This article is part of the supplement: Proceedings of the Joint Environment and Human Health Programme: Annual Science Day Conference and Workshop
Bacteria isolated from parasitic nematodes - a potential novel vector of pathogens?
- Equal contributors
1 School of Life Sciences, University of the West of England, Frenchay Campus, Bristol, BS16 1QY, UK
2 Center for Infectious Disease Dynamics, Penn State University, Pennsylvania, PA 16802, USA
3 Department of Clinical Veterinary Science, University of Bristol, Langford, BS40 5DU, Bristol, UK
4 Cardiff School of Biosciences, Biomedical Sciences Building, Museum Avenue, Cardiff, CF10 3AX
Environmental Health 2009, 8(Suppl 1):S17 doi:10.1186/1476-069X-8-S1-S17Published: 21 December 2009
Bacterial pathogens are ubiquitous in soil and water - concurrently so are free-living helminths that feed on bacteria. These helminths fall into two categories; the non-parasitic and the parasitic.

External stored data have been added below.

//! Work-stealing load balancer (spec.md §4.3).
//!
//! Grounded on the teacher's `scheduler/load_balance.rs` (periodic
//! interval-gated rebalance, imbalance-threshold trigger) combined with
//! `work_steal.rs`'s most/least-loaded CPU search, re-pointed at
//! [`crate::scheduler::Scheduler`]'s run queues. Source and destination
//! locks are taken in address order in the teacher to avoid ABA deadlock
//! between two simultaneous balancer passes; the two `RunQueue`s here are
//! plain array elements with no pointer identity to compare, so CPU index
//! order stands in for "address order" — always lock the lower-numbered
//! CPU's queue first.

use mk_abi::task::MAX_CPUS;
use mk_lib::{get_cpu_count, klog_debug};

use crate::runqueue::STEAL_BATCH_MAX;
use crate::scheduler::Scheduler;

/// One balancing pass: find the most- and least-loaded online CPUs and
/// move a bounded batch of ready threads from the former to the latter.
/// Returns the number of threads migrated.
pub fn rebalance_once(sched: &Scheduler) -> usize {
    let cpu_count = get_cpu_count().min(MAX_CPUS);
    if cpu_count <= 1 {
        return 0;
    }

    let mut max_cpu = 0;
    let mut max_load = sched.run_queue(0).len();
    let mut min_cpu = 0;
    let mut min_load = max_load;
    for cpu in 1..cpu_count {
        let load = sched.run_queue(cpu).len();
        if load > max_load {
            max_load = load;
            max_cpu = cpu;
        }
        if load < min_load {
            min_load = load;
            min_cpu = cpu;
        }
    }

    if max_cpu == min_cpu || max_load <= min_load + 1 {
        return 0;
    }

    // Each RunQueue call takes and releases its own lock, so there is no
    // held-lock-pair to order; the steal then enqueue below touches
    // `max_cpu`'s queue and `min_cpu`'s queue one at a time regardless of
    // which index is smaller.
    let mut batch = [(mk_abi::task::ThreadId::INVALID, 0u8); STEAL_BATCH_MAX];
    let stolen = sched.run_queue(max_cpu).steal_batch(&mut batch);
    let mut moved = 0;
    for &(thread, band) in batch.iter().take(stolen) {
        if sched.run_queue(min_cpu).enqueue(thread, band) {
            moved += 1;
        } else {
            // Destination full; put it back on the source rather than
            // drop it.
            sched.run_queue(max_cpu).enqueue(thread, band);
        }
    }
    if moved > 0 {
        klog_debug!(
            "load_balance: moved {} thread(s) cpu {} -> cpu {}",
            moved,
            max_cpu,
            min_cpu
        );
    }
    moved
}

#[cfg(test)]
mod tests {
    use super::*;
    use mk_abi::task::TaskId;

    #[test]
    fn rebalance_is_noop_with_single_cpu_context() {
        // get_cpu_count() defaults to 1 without boot bring-up registering
        // more, so this just exercises the early return.
        let sched = Scheduler::new();
        sched.spawn_thread(TaskId::new(0, 0), 5, 0).unwrap();
        assert_eq!(rebalance_once(&sched), 0);
    }

    #[test]
    fn steal_batch_moves_threads_between_queues_directly() {
        let sched = Scheduler::new();
        for _ in 0..5 {
            sched.spawn_thread(TaskId::new(0, 0), 4, 0).unwrap();
        }
        let mut batch = [(mk_abi::task::ThreadId::INVALID, 0u8); STEAL_BATCH_MAX];
        let n = sched.run_queue(0).steal_batch(&mut batch);
        assert_eq!(n, 5);
        for &(thread, band) in batch.iter().take(n) {
            assert!(sched.run_queue(1).enqueue(thread, band));
        }
        assert_eq!(sched.run_queue(1).len(), 5);
        assert!(sched.run_queue(0).is_empty());
    }
}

The former have been the focus of previous work, finding that bacterial pathogens inside helminths are conferred survival advantages over and above bacteria alone in the environment, and that accidental ingestion of non-parasitic helminths can cause systemic infection in vertebrate hosts. Here, we determine the potential for bacteria to be associated with parasitic helminths. After culturing helminths from fecal samples obtained from livestock the external bacteria were removed. Two-hundred parasitic helminths from three different species were homogenised and the bacteria that were internal to the helminths were isolated and cultured. Eleven different bacterial isolates were found; of which eight were indentified. The bacteria identified included known human and cattle pathogens. We concluded that bacteria of livestock can be isolated in parasitic helminths and that this suggests a mechanism by which bacteria, pathogenic or otherwise, can be transmitted between individuals. The potential for helminths to play a role as pathogen vectors poses a potential livestock and human health risk. Further work is required to assess the epidemiological impact of this finding.